It’s hard to imagine that anything could have lived through the Cretaceous-Tertiary extinction that wiped out the dinosaurs, but many species did in fact survive the catastrophe, also known as the K-T event. Most insects that live in the world today date back to the time of the dinosaurs, as well as many small varieties of ocean life. Many of these surviving creatures continued to evolve and diversify and still flourish even today. While the dinosaurs couldn’t survive the initial disaster and subsequent climate and environmental change, mammals were easily adaptable and began to spread immediately after the KT event. One of the oddest of these creatures to survive and one that still exists today, is the duck-billed platypus. Referred to as a monotreme, a mammal that lays eggs, the duck-billed platypus is thought to have existed as far back as 125 million years ago. This would put the tiny creature directly beside some of the most ferocious dinosaurs known to man, but it was not alone.
The late Paleozoic era to the end of the Mesozoic era was considered the age of the reptile due to the abundance and diversity of dinosaur life on earth. Although many snakes, frogs and turtles that we see today have ancestors that survived the extinction period, none of them are actually the exact same as that which came before them. Most reptiles of the Mesozoic era died off with the exception of crocodilians, as well as one creature called the Tuatara that is from an ancient order of reptilians called the Sphenodontians family. Of the crocodilians, twenty-three species survived the K-T event, making the crocodile the oldest remaining species related to the dinosaurs. An estimated 240 million years old, the crocodile is the closest living link that we have to dinosaurs. Although the Mesozoic era crocodilians were larger than the crocodiles we are accustomed to seeing now, their appearance and evolutionary traits have changed very little.
There was an abundance of life within the oceans that survived the asteroid impact as well, and not surprisingly the world’s deadliest ocean predators, the sharks, were among those that continued to prosper after the extinction of the dinosaurs. A small predator in the Mesozoic period, the modern shark quickly became one of the supreme ocean predators after the dinosaurs died out. There were also many other familiar creatures that held on after the mass extinction, including shrimp, lobsters, crab, clams, and snails. All of these creatures existed before the K-T event and lived with dinosaurs. While many of these creatures diversified after the extinction, when their populations grew so dramatically, they still retain the same basic structure as those animals that came before them. One creature that was thought to have gone extinct with the dinosaurs was the Coelacanths, but when a specimen turned up in the 1930’s, and again in the 1990’s, scientists were persuaded to change their opinion about the fate of the ancient fish.
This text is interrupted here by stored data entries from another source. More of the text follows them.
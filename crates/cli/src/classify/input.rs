//! Row source: read the feature CSV and the optional glossary.

use std::path::Path;

use geovet_core::{FeatureRecord, Glossary, GlossaryEntry};

use crate::CliError;

pub const NAME_COLUMN: &str = "feature_name";
pub const DESCRIPTION_COLUMN: &str = "feature_description";

/// All input rows plus the original header, order preserved.
#[derive(Debug)]
pub struct FeatureTable {
    pub headers: Vec<String>,
    pub rows: Vec<FeatureRow>,
}

/// One input row: the original fields verbatim (extra columns included)
/// plus the extracted feature record.
#[derive(Debug)]
pub struct FeatureRow {
    pub fields: Vec<String>,
    pub record: FeatureRecord,
}

/// Read the input CSV into memory.
///
/// Requires `feature_name` and `feature_description` columns; extra
/// columns are kept so the sink can pass them through untouched. An
/// empty description is not an error.
pub fn read_features(path: &Path) -> Result<FeatureTable, CliError> {
    let mut reader = csv::Reader::from_path(path)
        .map_err(|e| CliError::input(format!("cannot read {}: {}", path.display(), e)))?;

    let headers: Vec<String> = reader
        .headers()
        .map_err(|e| {
            CliError::input(format!("cannot read header of {}: {}", path.display(), e))
        })?
        .iter()
        .map(|h| h.trim().to_string())
        .collect();

    let name_idx = column_index(&headers, NAME_COLUMN, path)?;
    let desc_idx = column_index(&headers, DESCRIPTION_COLUMN, path)?;

    let mut rows = Vec::new();
    for (i, result) in reader.records().enumerate() {
        let record = result.map_err(|e| {
            CliError::input(format!(
                "bad CSV record at row {} of {}: {}",
                i + 2,
                path.display(),
                e,
            ))
        })?;

        let fields: Vec<String> = record.iter().map(|f| f.to_string()).collect();
        let name = fields.get(name_idx).cloned().unwrap_or_default();
        let description = fields.get(desc_idx).cloned().unwrap_or_default();

        rows.push(FeatureRow {
            fields,
            record: FeatureRecord::new(name, description),
        });
    }

    Ok(FeatureTable { headers, rows })
}

fn column_index(headers: &[String], wanted: &str, path: &Path) -> Result<usize, CliError> {
    headers.iter().position(|h| h == wanted).ok_or_else(|| {
        CliError::schema(format!(
            "{} is missing required column {:?}",
            path.display(),
            wanted,
        ))
        .with_hint(format!(
            "expected columns {:?} and {:?}; extra columns are passed through",
            NAME_COLUMN, DESCRIPTION_COLUMN,
        ))
    })
}

/// Load the glossary CSV (columns: term, definition, header skipped).
///
/// A missing or unreadable glossary is never fatal: augmentation is
/// simply skipped, with a note on stderr.
pub fn load_glossary(path: &Path) -> Glossary {
    let mut reader = match csv::Reader::from_path(path) {
        Ok(r) => r,
        Err(_) => {
            eprintln!(
                "warning: glossary {} not found, proceeding without it",
                path.display(),
            );
            return Glossary::default();
        }
    };

    let mut entries = Vec::new();
    for result in reader.records() {
        let Ok(record) = result else { continue };
        let term = record.get(0).unwrap_or("").trim();
        let definition = record.get(1).unwrap_or("").trim();
        if !term.is_empty() {
            entries.push(GlossaryEntry {
                term: term.to_string(),
                definition: definition.to_string(),
            });
        }
    }

    Glossary::new(entries)
}

// ── Tests ───────────────────────────────────────────────────────────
Another group of creatures who existed with the dinosaurs are all modern varieties of insects, and nearly the complete family of insects survived. One species that existed with the dinosaurs actually benefitted from its late arrival toward the end of the cretaceous period, the bee. Eusocial bees are known today as colony bees and without them many mammals would have had a much harder time adjusting to life after the age of dinosaurs. Their survival is traced back to their late appearance in the cretaceous period, where it is thought that they evolved alongside the flowering plants that were beginning to emerge.
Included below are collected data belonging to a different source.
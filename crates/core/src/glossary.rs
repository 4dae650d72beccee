//! Glossary of internal acronyms and codenames.
//!
//! Feature descriptions are written with team-internal jargon ("ASL",
//! "Jellybean") that the remote model cannot be expected to know. The
//! glossary maps each term to a plain-language definition so matched
//! definitions can be appended to the prompt.

use serde::{Deserialize, Serialize};

/// A domain acronym/codename paired with its plain-language definition.
#[derive(Debug, Clone, PartialEq, Eq, Serialize, Deserialize)]
pub struct GlossaryEntry {
    pub term: String,
    pub definition: String,
}

/// Read-only set of glossary entries, loaded once per run.
#[derive(Debug, Clone, Default)]
pub struct Glossary {
    entries: Vec<GlossaryEntry>,
}

impl Glossary {
    pub fn new(entries: Vec<GlossaryEntry>) -> Self {
        Self { entries }
    }

    pub fn len(&self) -> usize {
        self.entries.len()
    }

    pub fn is_empty(&self) -> bool {
        self.entries.is_empty()
    }

    /// Entries whose term appears as a substring of `text`.
    ///
    /// Matching is case-sensitive: internal terms are written the same
    /// way everywhere, and a case-insensitive match would drag short
    /// acronyms into ordinary words ("asl" inside "easily").
    pub fn matching(&self, text: &str) -> Vec<&GlossaryEntry> {
        self.entries
            .iter()
            .filter(|e| !e.term.is_empty() && text.contains(e.term.as_str()))
            .collect()
    }
}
One theory that has been gaining acceptance among scholars is that dinosaurs never actually died out, but that they evolved. What they evolved into is the controversial factor here; this is because many people believe that some dinosaurs evolved into the modern bird. There is evidence of dinosaurs evolving towards something like a bird, with the ornithischia order having developed a bird-like hip structure. It isn’t these creatures, such as the stegosaur and triceratops that are thought to have evolved into birds however; it is creatures such as the Tyrannosaur Rex and the Velociraptor, the keen predators of the period. While it will take much time to determine whether or not we are actually walking with dinosaurs currently, we can look to animals such as the platypus and the crocodile as our closest connection to the creatures of the Mesozoic era.